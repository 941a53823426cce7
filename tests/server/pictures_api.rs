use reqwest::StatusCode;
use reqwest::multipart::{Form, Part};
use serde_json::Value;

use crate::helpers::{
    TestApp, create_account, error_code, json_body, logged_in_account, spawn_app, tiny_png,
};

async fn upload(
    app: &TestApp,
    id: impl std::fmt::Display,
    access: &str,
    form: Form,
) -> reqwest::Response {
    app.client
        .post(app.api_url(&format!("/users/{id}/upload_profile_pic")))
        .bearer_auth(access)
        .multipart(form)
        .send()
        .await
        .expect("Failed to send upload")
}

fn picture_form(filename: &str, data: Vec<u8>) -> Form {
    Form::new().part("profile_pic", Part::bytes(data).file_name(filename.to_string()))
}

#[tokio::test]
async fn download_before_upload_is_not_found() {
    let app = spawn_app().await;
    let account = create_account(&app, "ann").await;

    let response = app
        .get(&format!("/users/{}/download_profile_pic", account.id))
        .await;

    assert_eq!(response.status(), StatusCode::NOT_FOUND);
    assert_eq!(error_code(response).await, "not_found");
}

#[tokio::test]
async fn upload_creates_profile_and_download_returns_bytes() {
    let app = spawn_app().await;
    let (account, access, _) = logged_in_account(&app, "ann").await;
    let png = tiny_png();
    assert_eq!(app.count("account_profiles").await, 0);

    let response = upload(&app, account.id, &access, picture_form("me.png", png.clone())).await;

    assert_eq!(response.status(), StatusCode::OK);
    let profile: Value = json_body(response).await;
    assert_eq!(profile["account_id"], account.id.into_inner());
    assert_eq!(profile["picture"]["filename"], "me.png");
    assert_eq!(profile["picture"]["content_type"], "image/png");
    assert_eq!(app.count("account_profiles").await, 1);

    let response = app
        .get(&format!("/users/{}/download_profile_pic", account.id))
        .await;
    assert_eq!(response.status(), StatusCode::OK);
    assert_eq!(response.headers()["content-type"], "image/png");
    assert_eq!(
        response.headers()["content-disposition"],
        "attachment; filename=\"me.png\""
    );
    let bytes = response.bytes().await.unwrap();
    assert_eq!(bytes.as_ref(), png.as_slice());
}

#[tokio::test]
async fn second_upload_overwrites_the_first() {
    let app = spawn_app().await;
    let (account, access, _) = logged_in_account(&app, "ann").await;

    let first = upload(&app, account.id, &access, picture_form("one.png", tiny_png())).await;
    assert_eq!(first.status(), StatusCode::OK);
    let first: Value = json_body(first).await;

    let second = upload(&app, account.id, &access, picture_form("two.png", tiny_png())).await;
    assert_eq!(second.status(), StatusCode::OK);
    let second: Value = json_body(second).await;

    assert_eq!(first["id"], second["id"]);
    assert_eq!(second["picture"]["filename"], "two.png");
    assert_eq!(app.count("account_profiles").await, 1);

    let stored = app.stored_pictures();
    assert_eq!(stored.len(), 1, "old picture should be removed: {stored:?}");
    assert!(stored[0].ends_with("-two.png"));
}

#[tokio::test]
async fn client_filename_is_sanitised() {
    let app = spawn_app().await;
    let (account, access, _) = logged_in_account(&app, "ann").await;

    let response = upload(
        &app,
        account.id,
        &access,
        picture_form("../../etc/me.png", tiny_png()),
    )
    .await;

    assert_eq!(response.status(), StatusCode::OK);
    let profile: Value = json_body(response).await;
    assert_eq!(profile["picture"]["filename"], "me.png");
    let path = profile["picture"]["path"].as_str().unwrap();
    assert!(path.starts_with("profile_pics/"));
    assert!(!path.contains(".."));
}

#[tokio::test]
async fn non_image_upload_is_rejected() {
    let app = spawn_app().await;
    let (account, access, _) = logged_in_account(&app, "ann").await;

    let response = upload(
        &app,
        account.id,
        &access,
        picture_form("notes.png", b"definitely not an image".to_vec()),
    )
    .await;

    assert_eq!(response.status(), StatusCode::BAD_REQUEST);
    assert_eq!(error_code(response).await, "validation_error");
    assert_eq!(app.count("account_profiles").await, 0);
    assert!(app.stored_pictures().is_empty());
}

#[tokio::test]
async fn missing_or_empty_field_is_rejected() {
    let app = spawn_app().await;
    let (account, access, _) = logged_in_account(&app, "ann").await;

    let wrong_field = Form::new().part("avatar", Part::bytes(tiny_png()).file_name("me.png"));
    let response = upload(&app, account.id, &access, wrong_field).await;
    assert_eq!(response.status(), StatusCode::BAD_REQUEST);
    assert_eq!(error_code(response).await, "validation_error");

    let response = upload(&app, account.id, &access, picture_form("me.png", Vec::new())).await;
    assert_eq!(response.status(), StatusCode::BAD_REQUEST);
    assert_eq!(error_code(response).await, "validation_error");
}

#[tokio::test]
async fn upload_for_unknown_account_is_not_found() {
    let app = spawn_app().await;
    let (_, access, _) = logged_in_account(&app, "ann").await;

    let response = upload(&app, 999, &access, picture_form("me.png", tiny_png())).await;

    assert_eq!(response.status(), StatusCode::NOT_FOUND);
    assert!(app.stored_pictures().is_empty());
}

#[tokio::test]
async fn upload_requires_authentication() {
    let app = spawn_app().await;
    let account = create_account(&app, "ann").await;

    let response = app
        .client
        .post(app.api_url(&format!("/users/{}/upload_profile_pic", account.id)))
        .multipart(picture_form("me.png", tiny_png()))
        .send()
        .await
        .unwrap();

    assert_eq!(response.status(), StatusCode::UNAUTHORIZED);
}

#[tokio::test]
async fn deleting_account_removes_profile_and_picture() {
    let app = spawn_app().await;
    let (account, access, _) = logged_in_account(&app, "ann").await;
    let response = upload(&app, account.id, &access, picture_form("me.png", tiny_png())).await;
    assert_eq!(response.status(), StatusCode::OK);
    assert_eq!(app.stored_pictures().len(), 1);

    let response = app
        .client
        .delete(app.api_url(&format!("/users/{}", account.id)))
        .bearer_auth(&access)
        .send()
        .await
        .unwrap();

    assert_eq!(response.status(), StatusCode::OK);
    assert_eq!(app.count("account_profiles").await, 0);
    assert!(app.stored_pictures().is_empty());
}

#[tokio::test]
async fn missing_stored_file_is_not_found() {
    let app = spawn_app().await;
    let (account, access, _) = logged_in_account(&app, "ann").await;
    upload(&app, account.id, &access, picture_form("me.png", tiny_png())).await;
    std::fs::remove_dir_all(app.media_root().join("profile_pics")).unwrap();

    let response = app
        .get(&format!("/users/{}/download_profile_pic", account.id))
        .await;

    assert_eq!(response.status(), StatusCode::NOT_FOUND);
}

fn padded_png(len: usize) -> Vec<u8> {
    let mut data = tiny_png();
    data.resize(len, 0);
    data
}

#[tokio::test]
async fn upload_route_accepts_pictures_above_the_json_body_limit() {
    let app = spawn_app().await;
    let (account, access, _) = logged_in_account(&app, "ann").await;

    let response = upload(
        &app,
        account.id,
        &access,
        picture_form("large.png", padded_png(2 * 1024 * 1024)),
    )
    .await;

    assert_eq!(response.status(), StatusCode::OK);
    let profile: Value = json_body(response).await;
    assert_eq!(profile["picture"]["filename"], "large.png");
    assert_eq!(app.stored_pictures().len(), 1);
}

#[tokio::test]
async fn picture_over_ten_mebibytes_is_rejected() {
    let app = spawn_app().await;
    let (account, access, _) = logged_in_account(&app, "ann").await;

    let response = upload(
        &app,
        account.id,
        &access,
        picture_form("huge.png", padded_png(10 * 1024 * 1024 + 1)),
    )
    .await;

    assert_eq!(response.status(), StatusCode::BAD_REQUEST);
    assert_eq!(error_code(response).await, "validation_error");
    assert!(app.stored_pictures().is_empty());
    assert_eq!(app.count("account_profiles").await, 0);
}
----------
To do.
Return every line of the listing above where "TestApp" appears.

Answer to the exercise.
    TestApp, create_account, error_code, json_body, logged_in_account, spawn_app, tiny_png,
    app: &TestApp,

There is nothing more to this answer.